__Material for this exercise__
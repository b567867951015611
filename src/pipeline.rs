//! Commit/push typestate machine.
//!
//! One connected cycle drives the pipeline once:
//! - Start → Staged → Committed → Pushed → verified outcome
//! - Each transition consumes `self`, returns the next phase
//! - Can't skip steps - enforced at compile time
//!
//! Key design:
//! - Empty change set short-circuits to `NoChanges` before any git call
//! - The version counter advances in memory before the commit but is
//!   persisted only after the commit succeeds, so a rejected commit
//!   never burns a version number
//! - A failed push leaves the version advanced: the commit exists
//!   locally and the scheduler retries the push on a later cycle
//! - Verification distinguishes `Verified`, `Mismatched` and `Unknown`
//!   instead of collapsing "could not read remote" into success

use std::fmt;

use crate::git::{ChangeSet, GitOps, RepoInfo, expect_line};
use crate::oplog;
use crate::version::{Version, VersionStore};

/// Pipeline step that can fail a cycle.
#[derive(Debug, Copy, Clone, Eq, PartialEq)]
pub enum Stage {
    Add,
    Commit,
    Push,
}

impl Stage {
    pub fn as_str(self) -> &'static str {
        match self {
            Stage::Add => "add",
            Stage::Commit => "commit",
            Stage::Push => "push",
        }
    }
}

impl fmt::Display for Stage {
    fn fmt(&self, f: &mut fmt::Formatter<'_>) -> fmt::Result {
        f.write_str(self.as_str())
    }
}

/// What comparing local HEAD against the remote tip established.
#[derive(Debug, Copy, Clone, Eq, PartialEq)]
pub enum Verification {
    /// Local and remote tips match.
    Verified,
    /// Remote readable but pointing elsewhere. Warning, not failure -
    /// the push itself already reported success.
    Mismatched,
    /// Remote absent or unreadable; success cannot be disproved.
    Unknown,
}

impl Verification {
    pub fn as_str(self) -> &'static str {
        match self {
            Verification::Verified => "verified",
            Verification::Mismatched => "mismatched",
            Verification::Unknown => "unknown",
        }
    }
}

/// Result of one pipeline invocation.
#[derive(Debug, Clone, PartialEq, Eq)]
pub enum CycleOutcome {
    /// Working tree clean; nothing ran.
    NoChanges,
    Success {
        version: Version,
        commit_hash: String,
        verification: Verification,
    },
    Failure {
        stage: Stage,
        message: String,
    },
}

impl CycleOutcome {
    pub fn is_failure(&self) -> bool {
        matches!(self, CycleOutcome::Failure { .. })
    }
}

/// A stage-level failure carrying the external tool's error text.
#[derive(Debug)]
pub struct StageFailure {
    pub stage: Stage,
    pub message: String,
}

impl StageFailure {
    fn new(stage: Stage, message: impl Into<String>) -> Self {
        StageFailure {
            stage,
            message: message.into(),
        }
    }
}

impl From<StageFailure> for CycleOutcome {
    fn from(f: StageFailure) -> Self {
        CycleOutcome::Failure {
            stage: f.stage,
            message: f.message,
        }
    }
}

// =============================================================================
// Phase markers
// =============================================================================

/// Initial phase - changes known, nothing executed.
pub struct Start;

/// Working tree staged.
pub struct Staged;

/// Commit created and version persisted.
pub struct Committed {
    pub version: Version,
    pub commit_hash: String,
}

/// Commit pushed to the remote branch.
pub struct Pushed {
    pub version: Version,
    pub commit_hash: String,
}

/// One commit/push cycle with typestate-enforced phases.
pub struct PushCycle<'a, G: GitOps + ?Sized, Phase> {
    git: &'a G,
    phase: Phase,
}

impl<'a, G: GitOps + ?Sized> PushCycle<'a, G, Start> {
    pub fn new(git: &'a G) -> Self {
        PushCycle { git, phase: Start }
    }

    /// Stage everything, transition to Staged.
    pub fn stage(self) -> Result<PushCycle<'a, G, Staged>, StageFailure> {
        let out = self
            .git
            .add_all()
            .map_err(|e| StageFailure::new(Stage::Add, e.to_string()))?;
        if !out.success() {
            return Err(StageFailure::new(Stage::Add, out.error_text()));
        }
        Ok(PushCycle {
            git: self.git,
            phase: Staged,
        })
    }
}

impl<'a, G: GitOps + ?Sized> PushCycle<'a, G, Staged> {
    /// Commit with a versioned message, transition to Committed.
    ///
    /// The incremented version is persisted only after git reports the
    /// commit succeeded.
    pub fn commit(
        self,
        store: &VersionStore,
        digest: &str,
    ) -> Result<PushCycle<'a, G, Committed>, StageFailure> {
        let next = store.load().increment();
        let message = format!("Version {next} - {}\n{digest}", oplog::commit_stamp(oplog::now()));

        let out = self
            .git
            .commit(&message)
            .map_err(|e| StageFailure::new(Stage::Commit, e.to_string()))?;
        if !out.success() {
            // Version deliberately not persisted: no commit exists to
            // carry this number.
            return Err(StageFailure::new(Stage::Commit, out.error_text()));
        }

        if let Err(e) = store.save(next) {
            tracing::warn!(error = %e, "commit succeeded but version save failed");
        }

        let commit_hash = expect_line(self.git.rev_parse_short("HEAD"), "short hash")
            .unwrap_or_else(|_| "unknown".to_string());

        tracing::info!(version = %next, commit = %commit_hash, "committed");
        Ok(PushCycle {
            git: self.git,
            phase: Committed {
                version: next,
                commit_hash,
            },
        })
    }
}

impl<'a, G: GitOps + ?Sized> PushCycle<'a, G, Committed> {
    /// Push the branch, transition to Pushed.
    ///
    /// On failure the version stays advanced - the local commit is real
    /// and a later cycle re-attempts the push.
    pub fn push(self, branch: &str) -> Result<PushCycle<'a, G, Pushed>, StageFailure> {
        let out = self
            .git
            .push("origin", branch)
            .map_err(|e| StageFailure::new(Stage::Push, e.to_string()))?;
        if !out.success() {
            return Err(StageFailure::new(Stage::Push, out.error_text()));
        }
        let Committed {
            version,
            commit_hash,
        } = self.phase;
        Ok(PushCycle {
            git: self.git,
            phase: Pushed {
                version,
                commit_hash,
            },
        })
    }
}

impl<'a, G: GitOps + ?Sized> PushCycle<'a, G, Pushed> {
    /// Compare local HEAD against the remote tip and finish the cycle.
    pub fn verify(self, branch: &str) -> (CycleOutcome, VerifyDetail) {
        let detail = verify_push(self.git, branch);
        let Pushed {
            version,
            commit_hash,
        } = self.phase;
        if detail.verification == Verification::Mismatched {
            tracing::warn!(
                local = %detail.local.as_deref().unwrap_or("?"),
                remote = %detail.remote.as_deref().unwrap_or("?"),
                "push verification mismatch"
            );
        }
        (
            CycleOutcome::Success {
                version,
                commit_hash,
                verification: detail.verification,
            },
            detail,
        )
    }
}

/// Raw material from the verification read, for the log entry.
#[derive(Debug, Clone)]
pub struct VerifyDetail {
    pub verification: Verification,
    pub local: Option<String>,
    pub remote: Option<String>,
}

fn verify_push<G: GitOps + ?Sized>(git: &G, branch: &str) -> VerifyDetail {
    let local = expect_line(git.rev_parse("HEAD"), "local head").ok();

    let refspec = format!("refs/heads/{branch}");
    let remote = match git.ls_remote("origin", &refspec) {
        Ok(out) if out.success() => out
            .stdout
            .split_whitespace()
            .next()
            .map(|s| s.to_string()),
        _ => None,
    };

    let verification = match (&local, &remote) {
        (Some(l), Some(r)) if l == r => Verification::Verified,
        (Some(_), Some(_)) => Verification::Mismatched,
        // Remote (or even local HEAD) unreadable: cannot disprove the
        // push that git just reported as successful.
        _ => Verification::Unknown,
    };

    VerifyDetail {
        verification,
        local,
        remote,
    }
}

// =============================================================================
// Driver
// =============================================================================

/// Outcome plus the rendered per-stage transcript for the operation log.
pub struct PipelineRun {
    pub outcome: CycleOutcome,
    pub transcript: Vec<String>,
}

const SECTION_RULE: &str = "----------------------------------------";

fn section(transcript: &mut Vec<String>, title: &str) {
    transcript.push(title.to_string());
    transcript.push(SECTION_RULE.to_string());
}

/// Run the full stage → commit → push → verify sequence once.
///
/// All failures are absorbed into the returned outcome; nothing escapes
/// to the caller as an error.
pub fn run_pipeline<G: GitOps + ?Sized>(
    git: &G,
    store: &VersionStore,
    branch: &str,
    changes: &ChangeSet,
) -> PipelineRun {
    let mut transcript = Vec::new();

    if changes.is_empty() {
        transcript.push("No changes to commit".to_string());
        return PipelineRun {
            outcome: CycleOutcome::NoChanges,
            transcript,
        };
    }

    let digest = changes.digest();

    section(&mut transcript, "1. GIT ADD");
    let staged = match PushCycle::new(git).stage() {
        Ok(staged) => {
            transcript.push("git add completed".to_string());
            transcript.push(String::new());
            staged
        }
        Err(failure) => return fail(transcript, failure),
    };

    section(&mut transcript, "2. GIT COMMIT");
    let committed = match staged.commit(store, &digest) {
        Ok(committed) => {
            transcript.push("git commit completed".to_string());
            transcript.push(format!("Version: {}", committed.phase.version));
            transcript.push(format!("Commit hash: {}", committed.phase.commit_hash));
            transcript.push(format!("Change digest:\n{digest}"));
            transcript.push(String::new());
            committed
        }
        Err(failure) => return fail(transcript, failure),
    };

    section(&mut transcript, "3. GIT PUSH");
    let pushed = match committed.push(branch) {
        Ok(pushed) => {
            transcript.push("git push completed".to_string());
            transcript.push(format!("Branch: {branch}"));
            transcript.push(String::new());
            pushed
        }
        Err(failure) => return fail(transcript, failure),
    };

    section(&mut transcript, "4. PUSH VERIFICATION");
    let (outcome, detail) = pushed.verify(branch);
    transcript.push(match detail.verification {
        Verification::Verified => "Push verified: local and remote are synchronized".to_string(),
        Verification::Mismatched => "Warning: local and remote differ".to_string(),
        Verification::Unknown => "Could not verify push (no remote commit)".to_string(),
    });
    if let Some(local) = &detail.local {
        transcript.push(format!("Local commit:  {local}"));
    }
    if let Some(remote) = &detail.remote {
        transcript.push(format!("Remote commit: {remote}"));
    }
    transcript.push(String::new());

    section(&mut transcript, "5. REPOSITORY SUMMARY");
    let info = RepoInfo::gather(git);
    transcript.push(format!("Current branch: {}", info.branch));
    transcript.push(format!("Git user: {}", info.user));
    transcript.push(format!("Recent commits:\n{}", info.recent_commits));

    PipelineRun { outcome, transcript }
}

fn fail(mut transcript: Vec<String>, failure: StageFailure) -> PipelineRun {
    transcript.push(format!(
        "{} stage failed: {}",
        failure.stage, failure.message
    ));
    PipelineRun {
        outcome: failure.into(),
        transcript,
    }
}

__Work order__
Your answer should consist of all lines above that include the string "ChangeSet".

__Task answer__
use crate::git::{ChangeSet, GitOps, RepoInfo, expect_line};
    changes: &ChangeSet,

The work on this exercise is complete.